Ryunosuke Akutagawa
Una
noche de verano un chino llamado Yang despertó de pronto a causa del insoportable
calor. Tumbado boca abajo, la cabeza entre las manos, se había entregado a hilvanar
fogosas fantasías cuando se percató de que había una pulga avanzando por el borde
de la cama. En la penumbra de la habitación la vio arrastrar su diminuto lomo fulgurando
como polvo de plata rumbo al hombro de su mujer que dormía a su lado. Desnuda, yacía
profundamente dormida, y oyó que respiraba dulcemente, la cabeza y el cuerpo volteados
hacia su lado.
Observando el avance indolente de la pulga,
Yang reflexionó sobre la realidad de aquellas criaturas. “Una pulga necesita una
hora para llegar a un sitio que está a dos o tres pasos nuestros, aparte de que
todo su espacio se reduce a una cama. Muy tediosa sería mi vida de haber nacido
pulga…”
Dominado por estos pensamientos, su conciencia
se empezó a oscurecer lentamente y, sin darse cuenta, acabó hundiéndose en el profundo
abismo de un extraño trance que no era ni sueño ni realidad. Imperceptiblemente,
justo cuando se sintió despierto, vio, asombrado, que su alma había penetrado el
cuerpo de la pulga que durante todo aquel tiempo avanzaba sin prisa por la cama,
guiada por un acre olor a sudor. Aquello, en cambio, no era lo único que lo confundía,
pese a ser una situación tan misteriosa que no conseguía salir de su asombro.
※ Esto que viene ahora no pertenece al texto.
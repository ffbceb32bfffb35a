//! The single logical session an HTTP transport serves.
use crate::config::COMPATIBILITY_PROTOCOL_VERSION;
use crate::util::{is_visible_ascii, random_token};
use axum::http::StatusCode;
use std::net::IpAddr;
use std::sync::Mutex;
use tracing::*;

/// Who is making a request, as established by the authorizer.
#[derive(Clone, Debug, PartialEq, Eq)]
pub struct Principal {
    pub id: String,
    pub scopes: Vec<String>,
}

impl Principal {
    pub fn new(id: impl Into<String>) -> Self {
        Self {
            id: id.into(),
            scopes: vec![],
        }
    }

    pub fn with_scopes(mut self, scopes: impl IntoIterator<Item = impl Into<String>>) -> Self {
        self.scopes = scopes.into_iter().map(Into::into).collect();
        self
    }
}

#[derive(Clone, Debug, PartialEq, Eq)]
pub struct Session {
    pub id: String,
    pub owner_address: IpAddr,
    pub principal: Principal,
}

#[derive(Clone, Debug, PartialEq, Eq)]
pub enum SessionOutcome {
    /// A new session was minted; the caller has to tell the client its ID
    Created(String),
    Existing(String),
}

impl SessionOutcome {
    pub fn session_id(&self) -> &str {
        match self {
            SessionOutcome::Created(id) | SessionOutcome::Existing(id) => id,
        }
    }
}

#[derive(Clone, Debug, PartialEq, Eq, thiserror::Error)]
pub enum SessionRejection {
    #[error("Bad request: {0}")]
    BadRequest(&'static str),

    #[error("Session not found")]
    NotFound,

    #[error("Session belongs to a different principal")]
    Forbidden,
}

impl SessionRejection {
    pub fn status(&self) -> StatusCode {
        match self {
            SessionRejection::BadRequest(_) => StatusCode::BAD_REQUEST,
            SessionRejection::NotFound => StatusCode::NOT_FOUND,
            SessionRejection::Forbidden => StatusCode::FORBIDDEN,
        }
    }
}

#[derive(Debug)]
struct SessionState {
    session: Option<Session>,

    /// ID of the most recently terminated session, so a client still using it gets "not found"
    /// rather than "bad request"
    last_terminated: Option<String>,
    protocol_version: String,
}

#[derive(Debug)]
pub struct SessionManager {
    id_bytes: usize,
    strict_protocol_version: bool,
    state: Mutex<SessionState>,
}

impl SessionManager {
    pub fn new(id_bytes: usize, strict_protocol_version: bool) -> Self {
        Self {
            id_bytes,
            strict_protocol_version,
            state: Mutex::new(SessionState {
                session: None,
                last_terminated: None,
                protocol_version: COMPATIBILITY_PROTOCOL_VERSION.to_string(),
            }),
        }
    }

    /// Check an incoming HTTP request against the session, creating the session if this is the
    /// initialize request that starts it.
    #[instrument(skip(self, principal), fields(principal = %principal.id))]
    pub fn validate(
        &self,
        remote_address: IpAddr,
        principal: &Principal,
        session_id: Option<&str>,
        protocol_version: Option<&str>,
        initializing: bool,
    ) -> Result<SessionOutcome, SessionRejection> {
        if session_id.is_some_and(|id| !is_visible_ascii(id)) {
            return Err(SessionRejection::BadRequest("invalid session id"));
        }
        if protocol_version.is_some_and(|v| !is_visible_ascii(v)) {
            return Err(SessionRejection::BadRequest("invalid protocol version"));
        }

        let mut state = self.lock();
        let Some(session) = state.session.clone() else {
            if initializing {
                let id = random_token(self.id_bytes);
                debug!(session_id = %id, "Created session");
                state.session = Some(Session {
                    id: id.clone(),
                    owner_address: remote_address,
                    principal: principal.clone(),
                });
                state.last_terminated = None;
                return Ok(SessionOutcome::Created(id));
            }

            return match (session_id, &state.last_terminated) {
                (Some(presented), Some(last)) if presented == last => {
                    Err(SessionRejection::NotFound)
                }
                _ => Err(SessionRejection::BadRequest("no session")),
            };
        };

        let Some(presented) = session_id else {
            return Err(SessionRejection::BadRequest("missing session id"));
        };
        if presented != session.id || remote_address != session.owner_address {
            debug!(%remote_address, "Session ID or address mismatch");
            return Err(SessionRejection::NotFound);
        }
        if *principal != session.principal {
            return Err(SessionRejection::Forbidden);
        }

        if !initializing {
            match protocol_version {
                Some(version) if version != state.protocol_version => {
                    return Err(SessionRejection::BadRequest("protocol version mismatch"));
                }
                None if self.strict_protocol_version => {
                    return Err(SessionRejection::BadRequest("missing protocol version"));
                }
                _ => {}
            }
        }

        Ok(SessionOutcome::Existing(session.id))
    }

    /// End the session, if there is one.  With `record`, the terminated ID is remembered so later
    /// use of it is reported as "not found".  Safe to call repeatedly.
    pub fn terminate(&self, record: bool) -> Option<String> {
        let mut state = self.lock();
        let terminated = state.session.take().map(|session| session.id);

        match (&terminated, record) {
            (Some(id), true) => state.last_terminated = Some(id.clone()),
            (_, false) => state.last_terminated = None,
            (None, true) => {}
        }
        state.protocol_version = COMPATIBILITY_PROTOCOL_VERSION.to_string();

        if let Some(id) = &terminated {
            debug!(session_id = %id, record, "Terminated session");
        }
        terminated
    }

    pub fn set_protocol_version(&self, version: impl Into<String>) {
        self.lock().protocol_version = version.into();
    }

    pub fn protocol_version(&self) -> String {
        self.lock().protocol_version.clone()
    }

    pub fn session(&self) -> Option<Session> {
        self.lock().session.clone()
    }

    pub fn session_id(&self) -> Option<String> {
        self.lock().session.as_ref().map(|session| session.id.clone())
    }

    fn lock(&self) -> std::sync::MutexGuard<'_, SessionState> {
        self.state
            .lock()
            .unwrap_or_else(|poisoned| poisoned.into_inner())
    }
}

#[cfg(test)]
mod tests {
    use super::*;
    use crate::config::LATEST_PROTOCOL_VERSION;
    use assert_matches::assert_matches;

    const A: IpAddr = IpAddr::V4(std::net::Ipv4Addr::new(127, 0, 0, 1));
    const B: IpAddr = IpAddr::V4(std::net::Ipv4Addr::new(10, 0, 0, 2));

    fn created(manager: &SessionManager, principal: &Principal) -> String {
        match manager.validate(A, principal, None, None, true) {
            Ok(SessionOutcome::Created(id)) => id,
            other => panic!("expected a new session, got {other:?}"),
        }
    }

    #[test]
    fn requests_without_session_are_bad_requests() {
        let manager = SessionManager::new(32, false);
        let p = Principal::new("default");

        for _ in 0..2 {
            assert_matches!(
                manager.validate(A, &p, None, None, false),
                Err(SessionRejection::BadRequest(_))
            );
        }
        assert_matches!(
            manager.validate(A, &p, Some("X"), None, false),
            Err(SessionRejection::BadRequest(_))
        );
    }

    #[test]
    fn session_identity_is_bound_to_address_and_principal() {
        let manager = SessionManager::new(32, false);
        let p = Principal::new("p");
        let id = created(&manager, &p);

        assert_matches!(
            manager.validate(A, &p, Some(&id), None, false),
            Ok(SessionOutcome::Existing(existing)) if existing == id
        );

        let err = manager.validate(B, &p, Some(&id), None, false).unwrap_err();
        assert_eq!(err, SessionRejection::NotFound);
        assert_eq!(err.status(), StatusCode::NOT_FOUND);

        let err = manager
            .validate(A, &Principal::new("q"), Some(&id), None, false)
            .unwrap_err();
        assert_eq!(err, SessionRejection::Forbidden);
        assert_eq!(err.status(), StatusCode::FORBIDDEN);

        assert_matches!(
            manager.validate(A, &p, Some("X"), None, false),
            Err(SessionRejection::NotFound)
        );
        assert_matches!(
            manager.validate(A, &p, None, None, false),
            Err(SessionRejection::BadRequest(_))
        );
    }

    #[test]
    fn header_values_must_be_visible_ascii() {
        let manager = SessionManager::new(32, false);
        let p = Principal::new("p");
        assert_matches!(
            manager.validate(A, &p, Some("has space"), None, true),
            Err(SessionRejection::BadRequest(_))
        );
        assert_matches!(
            manager.validate(A, &p, None, Some("2025-06-18\u{7f}"), true),
            Err(SessionRejection::BadRequest(_))
        );
    }

    #[test]
    fn protocol_version_header_checks() {
        let manager = SessionManager::new(16, false);
        let p = Principal::new("p");
        let id = created(&manager, &p);
        manager.set_protocol_version(LATEST_PROTOCOL_VERSION);

        assert_matches!(
            manager.validate(A, &p, Some(&id), Some(LATEST_PROTOCOL_VERSION), false),
            Ok(_)
        );
        assert_matches!(
            manager.validate(A, &p, Some(&id), Some(COMPATIBILITY_PROTOCOL_VERSION), false),
            Err(SessionRejection::BadRequest("protocol version mismatch"))
        );
        // Missing header is tolerated by default
        assert_matches!(manager.validate(A, &p, Some(&id), None, false), Ok(_));

        let strict = SessionManager::new(16, true);
        let id = created(&strict, &p);
        assert_matches!(
            strict.validate(A, &p, Some(&id), None, false),
            Err(SessionRejection::BadRequest("missing protocol version"))
        );
    }

    #[test]
    fn termination_is_idempotent() {
        let manager = SessionManager::new(32, false);
        let p = Principal::new("p");
        let id = created(&manager, &p);
        manager.set_protocol_version(LATEST_PROTOCOL_VERSION);

        assert_eq!(manager.terminate(true), Some(id.clone()));
        assert_eq!(manager.protocol_version(), COMPATIBILITY_PROTOCOL_VERSION);

        // The terminated id is now "not found", anything else "bad request"
        assert_matches!(
            manager.validate(A, &p, Some(&id), None, false),
            Err(SessionRejection::NotFound)
        );
        assert_matches!(
            manager.validate(A, &p, Some("other"), None, false),
            Err(SessionRejection::BadRequest(_))
        );

        // Second termination is a no-op
        assert_eq!(manager.terminate(true), None);
        assert_eq!(manager.session(), None);
        assert_matches!(
            manager.validate(A, &p, Some(&id), None, false),
            Err(SessionRejection::NotFound)
        );

        // Terminating without recording forgets the id
        assert_eq!(manager.terminate(false), None);
        assert_matches!(
            manager.validate(A, &p, Some(&id), None, false),
            Err(SessionRejection::BadRequest(_))
        );
    }

    #[test]
    fn new_session_after_termination() {
        let manager = SessionManager::new(32, false);
        let p = Principal::new("p");
        let first = created(&manager, &p);
        manager.terminate(true);

        let second = created(&manager, &p);
        assert_ne!(first, second);
        assert_eq!(manager.session_id(), Some(second));
    }
}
En el camino se alzaba una encumbrada montaña
cuya forma más o menos redondeada aparecía suspendida de su cima como una estalactita,
alzándose más allá de la vista y descendiendo hacia la cama donde se encontraba.
La base medio redonda de la montaña, contigua a la cama, tenía el aspecto de una
granada tan encendida que daba la impresión de contener fuego almacenado en su seno.
Salvo esta base, el resto de la armoniosa montaña era blancuzco, compuesto de la
masa nívea de una sustancia grasa, tierna y pulida. La vasta superficie de la montaña
bañada en luz despedía un lustre ligeramente ambarino que se curvaba hacia el cielo
como un arco de belleza exquisita, a la par que su ladera oscura refulgía como una
nieve azulada bajo la luz de la luna.
Los ojos abiertos de par en par, Yang fijó
la mirada atónita en aquella montaña de inusitada belleza. Pero cuál no sería su
asombro al comprobar que la montaña era uno de los pechos de su mujer. Poniendo
a un lado el amor, el odio y el deseo carnal, Yang contempló aquel pecho enorme
que parecía una montaña de marfil. En el colmo de la admiración permaneció un largo
rato petrificado y como aturdido ante aquella imagen irresistible, ajeno por completo
al acre olor a sudor. No se había dado cuenta, hasta volverse una pulga, de la belleza
aparente de su mujer. Tampoco se puede limitar un hombre de temperamento artístico
a la belleza aparente de una mujer y contemplarla azorado como hizo la pulga.